---- Working data
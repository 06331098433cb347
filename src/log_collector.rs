//! Robust, decoupled logging pipeline for ROM builds.
//!
//! # Architecture
//!
//! ```text
//! log::* macros / tool output
//!     |
//! [LogCollector] (non-blocking send)
//!     | (crossbeam unbounded channel)
//!     v
//! [DiskPersister thread] ----> console echo (level filtered)
//!     |
//! logs/full/<ts>_full.log      every line
//! logs/parsed/<ts>_parsed.log  milestones and diagnostics (target "parsed")
//! ```
//!
//! Disk writes happen on a plain OS thread, so logging works from any tokio
//! runtime (or none) and never blocks the build.

use chrono::Local;
use crossbeam_channel::{unbounded, Sender};
use log::{Level, LevelFilter, Log, Metadata, Record};
use std::fs::{File, OpenOptions};
use std::io::Write;
use std::path::{Path, PathBuf};

/// Internal log line or special marker
enum LogMessage {
    /// Regular log line
    Line(LogLine),
    /// Flush marker with channel sender to signal completion
    Flush(std::sync::mpsc::Sender<()>),
}

/// A log line with metadata
#[derive(Clone, Debug)]
pub struct LogLine {
    /// The actual log message
    pub message: String,
    /// Log type: "full" or "parsed"
    pub log_type: String,
    /// Timestamp of when the log was created
    pub timestamp: String,
    pub level: Level,
}

impl LogLine {
    pub fn new(message: String) -> Self {
        LogLine::with_level(message, Level::Info)
    }

    pub fn with_level(message: String, level: Level) -> Self {
        LogLine {
            message,
            log_type: "full".to_string(),
            timestamp: Local::now().format("%H:%M:%S%.3f").to_string(),
            level,
        }
    }

    fn is_parsed(&self) -> bool {
        self.log_type == "parsed"
    }
}

/// Unified logger that persists to disk and optionally echoes to the console
#[derive(Clone)]
pub struct LogCollector {
    /// Channel sender for log lines (internal)
    tx: Sender<LogMessage>,
    full_log_path: PathBuf,
    parsed_log_path: PathBuf,
}

impl LogCollector {
    /// Create a new LogCollector with a background disk persister.
    ///
    /// Lines at or above `echo_level` are also written to stderr.
    pub fn new(log_dir: PathBuf, echo_level: LevelFilter) -> Result<Self, String> {
        let full_log_dir = log_dir.join("full");
        let parsed_log_dir = log_dir.join("parsed");
        std::fs::create_dir_all(&full_log_dir)
            .map_err(|e| format!("Failed to create full log dir: {}", e))?;
        std::fs::create_dir_all(&parsed_log_dir)
            .map_err(|e| format!("Failed to create parsed log dir: {}", e))?;

        let stamp = Local::now().format("%Y%m%d_%H%M%S%.3f");
        let full_log_path = full_log_dir.join(format!("{}_full.log", stamp));
        let parsed_log_path = parsed_log_dir.join(format!("{}_parsed.log", stamp));

        let mut full_file = open_append(&full_log_path)?;
        let mut parsed_file = open_append(&parsed_log_path)?;

        let (tx, rx) = unbounded::<LogMessage>();

        std::thread::spawn(move || {
            while let Ok(msg) = rx.recv() {
                match msg {
                    LogMessage::Line(line) => {
                        let formatted = format!("[{}] {}\n", line.timestamp, line.message);
                        let _ = full_file.write_all(formatted.as_bytes());
                        if line.is_parsed() {
                            let _ = parsed_file.write_all(formatted.as_bytes());
                        }
                        if line.level <= echo_level {
                            eprintln!("{}", line.message);
                        }
                    }
                    LogMessage::Flush(done) => {
                        let _ = full_file.flush();
                        let _ = parsed_file.flush();
                        let _ = done.send(());
                    }
                }
            }
        });

        Ok(LogCollector {
            tx,
            full_log_path,
            parsed_log_path,
        })
    }

    /// Register a clone of this collector as the global `log` backend.
    pub fn install(&self, max_level: LevelFilter) -> Result<(), log::SetLoggerError> {
        log::set_boxed_logger(Box::new(self.clone()))?;
        log::set_max_level(max_level);
        Ok(())
    }

    pub fn full_log_path(&self) -> &Path {
        &self.full_log_path
    }

    pub fn parsed_log_path(&self) -> &Path {
        &self.parsed_log_path
    }

    /// Send a log line (non-blocking)
    pub fn log(&self, line: LogLine) {
        let _ = self.tx.send(LogMessage::Line(line));
    }

    /// Send a simple string log
    pub fn log_str(&self, message: impl Into<String>) {
        self.log(LogLine::new(message.into()));
    }

    /// Wait for all pending logs to be written to disk.
    ///
    /// Sends a FLUSH marker down the channel and waits for the background
    /// thread to reach it, so everything logged before the call is on disk.
    pub async fn wait_for_empty(&self) -> Result<(), String> {
        let (tx, rx) = std::sync::mpsc::channel::<()>();
        self.tx
            .send(LogMessage::Flush(tx))
            .map_err(|e| format!("Failed to send flush marker: {}", e))?;

        tokio::task::spawn_blocking(move || rx.recv())
            .await
            .map_err(|e| format!("Flush waiter failed: {}", e))?
            .map_err(|e| format!("Flush signal interrupted: {}", e))
    }
}

fn open_append(path: &Path) -> Result<File, String> {
    OpenOptions::new()
        .create(true)
        .append(true)
        .open(path)
        .map_err(|e| format!("Failed to open log file {}: {}", path.display(), e))
}

/// Implementation of the `log` crate's Log trait
/// Wires all log::info!(), log::warn!(), log::error!() calls into LogCollector
impl Log for LogCollector {
    fn enabled(&self, _metadata: &Metadata) -> bool {
        true
    }

    fn log(&self, record: &Record) {
        if self.enabled(record.metadata()) {
            let message = format!("[{}] {}", record.level(), record.args());
            let mut line = LogLine::with_level(message, record.level());

            // Target-aware routing: "parsed" marks high-level milestones
            if record.target() == "parsed" {
                line.log_type = "parsed".to_string();
            }
            LogCollector::log(self, line);
        }
    }

    fn flush(&self) {}
}

#[cfg(test)]
mod tests {
    use super::*;
    use std::fs;
    use tempfile::TempDir;

    #[tokio::test]
    async fn test_log_collector_creates_directories() {
        let temp_dir = TempDir::new().unwrap();
        let log_dir = temp_dir.path().join("logs");

        let collector = LogCollector::new(log_dir.clone(), LevelFilter::Off).unwrap();

        assert!(log_dir.join("full").is_dir());
        assert!(log_dir.join("parsed").is_dir());
        assert!(collector.full_log_path().exists());
        assert!(collector.parsed_log_path().exists());
    }

    #[tokio::test]
    async fn test_parsed_lines_reach_both_files() {
        let temp_dir = TempDir::new().unwrap();
        let collector = LogCollector::new(temp_dir.path().to_path_buf(), LevelFilter::Off).unwrap();

        collector.log_str("ca65 main.s -o build/main.o");
        Log::log(
            &collector,
            &Record::builder()
                .args(format_args!("Assembly complete"))
                .level(Level::Info)
                .target("parsed")
                .build(),
        );
        collector.wait_for_empty().await.unwrap();

        let full = fs::read_to_string(collector.full_log_path()).unwrap();
        let parsed = fs::read_to_string(collector.parsed_log_path()).unwrap();
        assert!(full.contains("ca65 main.s -o build/main.o"));
        assert!(full.contains("Assembly complete"));
        assert!(parsed.contains("Assembly complete"));
        assert!(!parsed.contains("ca65 main.s"));
    }

    #[tokio::test]
    async fn test_log_trait_routes_parsed_target() {
        let temp_dir = TempDir::new().unwrap();
        let collector = LogCollector::new(temp_dir.path().to_path_buf(), LevelFilter::Off).unwrap();

        Log::log(
            &collector,
            &Record::builder()
                .args(format_args!("Linked rom.nes"))
                .level(Level::Info)
                .target("parsed")
                .build(),
        );
        collector.wait_for_empty().await.unwrap();

        let parsed = fs::read_to_string(collector.parsed_log_path()).unwrap();
        assert!(parsed.contains("[INFO] Linked rom.nes"));
    }

    #[tokio::test]
    async fn test_log_collector_non_blocking() {
        let temp_dir = TempDir::new().unwrap();
        let collector = LogCollector::new(temp_dir.path().to_path_buf(), LevelFilter::Off).unwrap();

        for i in 0..1000 {
            collector.log_str(format!("Log message {}", i));
        }
        collector.wait_for_empty().await.unwrap();

        let full = fs::read_to_string(collector.full_log_path()).unwrap();
        assert_eq!(full.lines().count(), 1000);
    }
}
--------
■ **Description of the task**: Quote every line from the beginning of the entries up to and including the line that contains "actual log message".

■ **Answer to this exercise**:
repository 06331098433cb347
filename src/log_collector.rs
//! Robust, decoupled logging pipeline for ROM builds.
//!
//! # Architecture
//!
//! ```text
//! log::* macros / tool output
//!     |
//! [LogCollector] (non-blocking send)
//!     | (crossbeam unbounded channel)
//!     v
//! [DiskPersister thread] ----> console echo (level filtered)
//!     |
//! logs/full/<ts>_full.log      every line
//! logs/parsed/<ts>_parsed.log  milestones and diagnostics (target "parsed")
//! ```
//!
//! Disk writes happen on a plain OS thread, so logging works from any tokio
//! runtime (or none) and never blocks the build.

use chrono::Local;
use crossbeam_channel::{unbounded, Sender};
use log::{Level, LevelFilter, Log, Metadata, Record};
use std::fs::{File, OpenOptions};
use std::io::Write;
use std::path::{Path, PathBuf};

/// Internal log line or special marker
enum LogMessage {
    /// Regular log line
    Line(LogLine),
    /// Flush marker with channel sender to signal completion
    Flush(std::sync::mpsc::Sender<()>),
}

/// A log line with metadata
#[derive(Clone, Debug)]
pub struct LogLine {
    /// The actual log message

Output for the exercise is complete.